49- Adını Sayıklamak

1.1K 151 275
                                    


Herkese merhaba, yine Akif'in ağzıyla yazdığım bir bölümle geldim. Umarım beğenirsiniz. İyi okumalar ❤




AKİF


"Avukat bey buyurun."

Görüş günü için aileler sıra beklerken, gardiyanın sesiyle kalabalığı yararak X-ray cihazına doğru yürüdüm. Silivri'nin her günü ve neredeyse her saati kalabalıktı. Ne de olsa Avrupa'nın en büyük hapishanesiydi! Ülkem adına gurur duyduğum! Binaya şöyle bir göz gezdirdim, her türden mahkûmun bulunduğu bu duvarların arasına Erdal Tekin için gelmiştim.

Stajını bitirmiş, eline kimliğini almış taze bir avukattım artık ve bu binadaki istediğim kişiyle özel izin almadan ve akrabalık ilişkisine gerek duymadan görüşebilirdim. Elbette ki ilk iş bu imtiyazımı Erdal Tekin'le yüzleşmek için kullanacaktım. Avukat olmamı; nefret ettiğim, parmaklıklar arkasında görmek için çocukluğumu ve gençliğimi feda ettiğim herifin yüzüne bakarak kutlayacaktım.

Bugün benim zaferimin tadını çıkaracağım gündü. Her ne kadar umduğum gibi heyecanlı ve mutlu olamasam da, bir yanım tamamen kırık dökük ve sefalet içinde olsa da, yine de hayalini kurduğum o hedefe ulaşmıştım. Ailemin katilini nihayet demir parmaklıklar ardında görecek, yüzüne bakıp kinimi kusacaktım.

"Kiminle görüşecektiniz?"

"Erdal Tekin, C3 koğuşu." dedim zevkle. Onun evi artık burasıydı. 2.blok C3 koğuşu... Mezarı olması için de elimden geleni yapacaktım.

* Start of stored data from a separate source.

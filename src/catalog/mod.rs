//! Layered catalog read path.
//!
//! Readers never wait on the inventory provider when any cached generation
//! exists. A read walks three layers:
//!
//! 1. the hot cache in the shared store (served immediately, refreshed in the
//!    background once older than the soft TTL);
//! 2. the on-disk snapshot (served, copied back into the store, refreshed in
//!    the background);
//! 3. a live refresh, awaited by the caller.

mod builder;
mod views;

pub use builder::{Stockroom, StockroomBuilder};
pub use views::ViewConfig;

use std::sync::Arc;
use std::time::Duration;

use tokio::sync::watch;
use tokio::time::{Instant, MissedTickBehavior};
use tracing::{debug, error, info};

use crate::refresh::{RefreshOrchestrator, RefreshOutcome, SkipReason};
use crate::store::{get_json, now_millis, set_json};
use crate::telemetry;
use crate::types::{CatalogItem, CatalogRead, CatalogSource, ItemSet};
use crate::{Result, StockroomError};

const PRODUCTS_VIEW: &str = "products";

/// Storefront-facing catalog handle. Cheap to clone.
#[derive(Debug, Clone)]
pub struct Catalog {
    orchestrator: Arc<RefreshOrchestrator>,
    views: ViewConfig,
    cold_poll_interval: Duration,
}

impl Catalog {
    pub(crate) fn new(
        orchestrator: Arc<RefreshOrchestrator>,
        views: ViewConfig,
        cold_poll_interval: Duration,
    ) -> Self {
        Self {
            orchestrator,
            views,
            cold_poll_interval,
        }
    }

    pub fn orchestrator(&self) -> &Arc<RefreshOrchestrator> {
        &self.orchestrator
    }

    /// Return the current kit catalog and where it was served from.
    ///
    /// Only fails when no generation exists anywhere and a live refresh
    /// could not produce one.
    pub async fn get_catalog(&self) -> Result<CatalogRead> {
        let store = self.orchestrator.store();
        let keys = self.orchestrator.keys();
        let catalog_key = keys.catalog();
        let freshness_key = keys.freshness();

        let (cached, stamp) = tokio::join!(
            get_json::<Vec<CatalogItem>>(store, &catalog_key),
            store.get(&freshness_key)
        );

        if let Some(items) = cached {
            let items: ItemSet = Arc::new(items);
            self.orchestrator.seed_classification(&items).await;

            let age = stamp
                .and_then(|raw| raw.trim().parse::<u64>().ok())
                .map(|written| Duration::from_millis(now_millis().saturating_sub(written)));
            match age {
                Some(age) if !self.orchestrator.policy().is_stale(age) => {
                    debug!(items = items.len(), age_secs = age.as_secs(), "catalog cache hit");
                }
                _ => {
                    info!(
                        items = items.len(),
                        age_secs = age.map(|a| a.as_secs()),
                        "catalog cache stale, refreshing in background"
                    );
                    self.spawn_refresh();
                }
            }
            return Ok(served(PRODUCTS_VIEW, CatalogSource::Hot, items));
        }

        if let Some(items) = self.load_snapshot().await {
            info!(items = items.len(), "serving catalog from snapshot");
            let ttl = self.orchestrator.policy().hard_ttl();
            set_json(store, &catalog_key, items.as_slice(), ttl).await;
            store
                .set(&freshness_key, now_millis().to_string(), ttl)
                .await;
            self.orchestrator.seed_classification(&items).await;
            self.spawn_refresh();
            return Ok(served(PRODUCTS_VIEW, CatalogSource::Snapshot, items));
        }

        info!("catalog cache miss, fetching from inventory");
        self.refresh_live().await
    }

    /// Drop the published catalog so the next read rebuilds it.
    ///
    /// Called after a sale changes stock levels.
    pub async fn invalidate(&self) {
        let store = self.orchestrator.store();
        let keys = self.orchestrator.keys();
        let catalog_key = keys.catalog();
        let freshness_key = keys.freshness();
        tokio::join!(store.delete(&catalog_key), store.delete(&freshness_key));
        info!("catalog invalidated");
    }

    async fn load_snapshot(&self) -> Option<ItemSet> {
        let snapshot = self.orchestrator.snapshot()?.clone();
        let items = tokio::task::spawn_blocking(move || snapshot.load())
            .await
            .ok()
            .flatten()?;
        (!items.is_empty()).then(|| Arc::new(items))
    }

    fn spawn_refresh(&self) {
        let orchestrator = Arc::clone(&self.orchestrator);
        tokio::spawn(async move {
            if let Err(e) = orchestrator.refresh().await {
                error!(error = %e, "background refresh failed");
            }
        });
    }

    async fn refresh_live(&self) -> Result<CatalogRead> {
        let completed = self.orchestrator.subscribe();
        match self.orchestrator.refresh().await? {
            RefreshOutcome::Refreshed(items) => {
                Ok(served(PRODUCTS_VIEW, CatalogSource::Live, items))
            }
            RefreshOutcome::Skipped(reason) => {
                info!(?reason, "refresh already running, waiting for it");
                self.await_refresh(completed, reason).await
            }
        }
    }

    /// Wait for somebody else's refresh: either this process's own refresh
    /// finishing, or the catalog key appearing in the shared store. Bounded
    /// by the lock TTL, after which the other refresher is presumed dead.
    ///
    /// An in-process refresh can publish its result between our subscribe
    /// and its guard being cleared, so the notification is never seen as a
    /// change. The poll picks that result up once the guard is clear.
    async fn await_refresh(
        &self,
        mut completed: watch::Receiver<Option<ItemSet>>,
        reason: SkipReason,
    ) -> Result<CatalogRead> {
        let store = self.orchestrator.store();
        let catalog_key = self.orchestrator.keys().catalog();
        let deadline = Instant::now() + self.orchestrator.config().lock_ttl;

        let mut poll = tokio::time::interval(self.cold_poll_interval);
        poll.set_missed_tick_behavior(MissedTickBehavior::Delay);

        loop {
            tokio::select! {
                changed = completed.changed() => {
                    if changed.is_err() {
                        return Err(StockroomError::CatalogUnavailable);
                    }
                    let generation = completed.borrow_and_update().clone();
                    return match generation {
                        Some(items) => Ok(served(PRODUCTS_VIEW, CatalogSource::Live, items)),
                        None => Err(StockroomError::CatalogUnavailable),
                    };
                }
                _ = poll.tick() => {
                    if let Some(items) = get_json::<Vec<CatalogItem>>(store, &catalog_key).await {
                        return Ok(served(PRODUCTS_VIEW, CatalogSource::Hot, Arc::new(items)));
                    }
                    if reason == SkipReason::InProgress && !self.orchestrator.is_refreshing() {
                        let generation = completed.borrow_and_update().clone();
                        return match generation {
                            Some(items) => Ok(served(PRODUCTS_VIEW, CatalogSource::Live, items)),
                            None => Err(StockroomError::CatalogUnavailable),
                        };
                    }
                }
                _ = tokio::time::sleep_until(deadline) => {
                    info!("gave up waiting for another refresh");
                    return Err(StockroomError::CatalogUnavailable);
                }
            }
        }
    }
}

fn served(view: &'static str, source: CatalogSource, items: ItemSet) -> CatalogRead {
    metrics::counter!(telemetry::READS_TOTAL, "view" => view, "source" => source.as_str())
        .increment(1);
    CatalogRead::new(source, items)
}
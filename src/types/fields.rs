//! Provider-defined custom attributes.

use std::collections::BTreeMap;

use serde::{Deserialize, Serialize};

/// A custom field as the provider sends it.
///
/// Values are untyped on the wire (strings, numbers, booleans, or null);
/// [`CustomFields::from_raw`] normalises them.
#[derive(Debug, Clone, Deserialize)]
pub struct RawCustomField {
    #[serde(default)]
    pub label: String,
    #[serde(default)]
    pub value: serde_json::Value,
}

/// Label → value mapping of provider-defined custom attributes.
///
/// Built once at the enrichment boundary: labels are trimmed, empty labels and
/// empty/null values are dropped, and scalar values are rendered as strings.
/// Later stages can rely on every stored value being non-empty.
#[derive(Debug, Clone, Default, PartialEq, Eq, Serialize, Deserialize)]
#[serde(transparent)]
pub struct CustomFields(BTreeMap<String, String>);

impl CustomFields {
    /// Normalise raw provider fields. The first occurrence of a label wins.
    pub fn from_raw(raw: Vec<RawCustomField>) -> Self {
        let mut map = BTreeMap::new();
        for field in raw {
            let label = field.label.trim();
            if label.is_empty() {
                continue;
            }
            let value = match field.value {
                serde_json::Value::String(s) => s.trim().to_string(),
                serde_json::Value::Number(n) => n.to_string(),
                serde_json::Value::Bool(b) => b.to_string(),
                _ => continue,
            };
            if value.is_empty() {
                continue;
            }
            map.entry(label.to_string()).or_insert(value);
        }
        Self(map)
    }

    /// Value for an exact label.
    pub fn get(&self, label: &str) -> Option<&str> {
        self.0.get(label).map(String::as_str)
    }

    /// Insert or overwrite a value.
    pub fn insert(&mut self, label: impl Into<String>, value: impl Into<String>) {
        self.0.insert(label.into(), value.into());
    }

    pub fn len(&self) -> usize {
        self.0.len()
    }

    pub fn is_empty(&self) -> bool {
        self.0.is_empty()
    }
}

impl<L: Into<String>, V: Into<String>> FromIterator<(L, V)> for CustomFields {
    fn from_iter<I: IntoIterator<Item = (L, V)>>(iter: I) -> Self {
        Self(iter.into_iter().map(|(l, v)| (l.into(), v.into())).collect())
    }
}

#[cfg(test)]
mod tests {
    use super::*;
    use serde_json::json;

    fn raw(label: &str, value: serde_json::Value) -> RawCustomField {
        RawCustomField {
            label: label.to_string(),
            value,
        }
    }

    #[test]
    fn normalises_scalar_values() {
        let fields = CustomFields::from_raw(vec![
            raw("Type", json!(" Wine ")),
            raw("ABV", json!(12.5)),
            raw("Organic", json!(true)),
        ]);
        assert_eq!(fields.get("Type"), Some("Wine"));
        assert_eq!(fields.get("ABV"), Some("12.5"));
        assert_eq!(fields.get("Organic"), Some("true"));
    }

    #[test]
    fn drops_empty_and_null() {
        let fields = CustomFields::from_raw(vec![
            raw("", json!("orphan")),
            raw("Type", json!("")),
            raw("Body", serde_json::Value::Null),
            raw("Notes", json!(["a", "b"])),
        ]);
        assert!(fields.is_empty());
    }

    #[test]
    fn first_label_wins() {
        let fields =
            CustomFields::from_raw(vec![raw("Type", json!("Beer")), raw("Type", json!("Cider"))]);
        assert_eq!(fields.get("Type"), Some("Beer"));
        assert_eq!(fields.len(), 1);
    }

    #[test]
    fn serializes_as_plain_map() {
        let fields: CustomFields = [("Type", "Wine")].into_iter().collect();
        let json = serde_json::to_value(&fields).unwrap();
        assert_eq!(json, json!({ "Type": "Wine" }));
    }
}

"Siz sağdaki salona geçin. İkinci kabine alacaklar." Danışmadaki görevli gardiyan, görüş kabinlerini eliyle işaret ettiğinde, teşekkür ederek koridorun sağındaki salona baktım. Bugün açık görüş günü olduğundan üst salona doğru yürüyen bir kalabalık vardı. Çoluk çocuk, yaşlı, genç onlarca insan merdivenlere doğru ilerlerken ben koridorun sessiz kısmına doğru yürüdüm. Duvarlarda mahkûmların yaptığı resimler, el işleri ve kurslarda sergiledikleri bazı çalışmalar vardı. Hepsine hızla göz atarak salonun girişinde nöbet tutan gardiyana selam verdim ve sandalyelerden birine oturdum.

Elimdeki çantanın sapını gerginlikle sıkıyordum, kendimi günlerdir bu ana hazırlasam da, içimdeki fırtına dinecek gibi değildi. Onunla yüz yüze geldiğim an yakasına yapışmamak için tüm irademi kullanmam gerekecekti.

On beş dakikalık bekleyişin ardından tam önümdeki görüş kabinin kapısı açıldı. Salondaki gardiyanın içeriyi görebilmesi için, kabinin koridora bakan kısmı tamamen camdandı, dolayısıyla küçük kabinin kapısı açılır açılmaz, görüş alanıma önce gardiyan, sonra da kolundan tutup içeri soktuğu Erdal Tekin'in çökmüş yüzü girdi.

Onu böyle bitik halde gördüğüm için kendimle gurur duydum, eminim ailemde benimle gurur duyuyordu. Aklıma Hande'nin babası olduğu gerçeğini getirmemeye gayret ederek ayağa kalktım, şimdi duygusallığa yer yoktu, bugünü mahvetmeyecektim.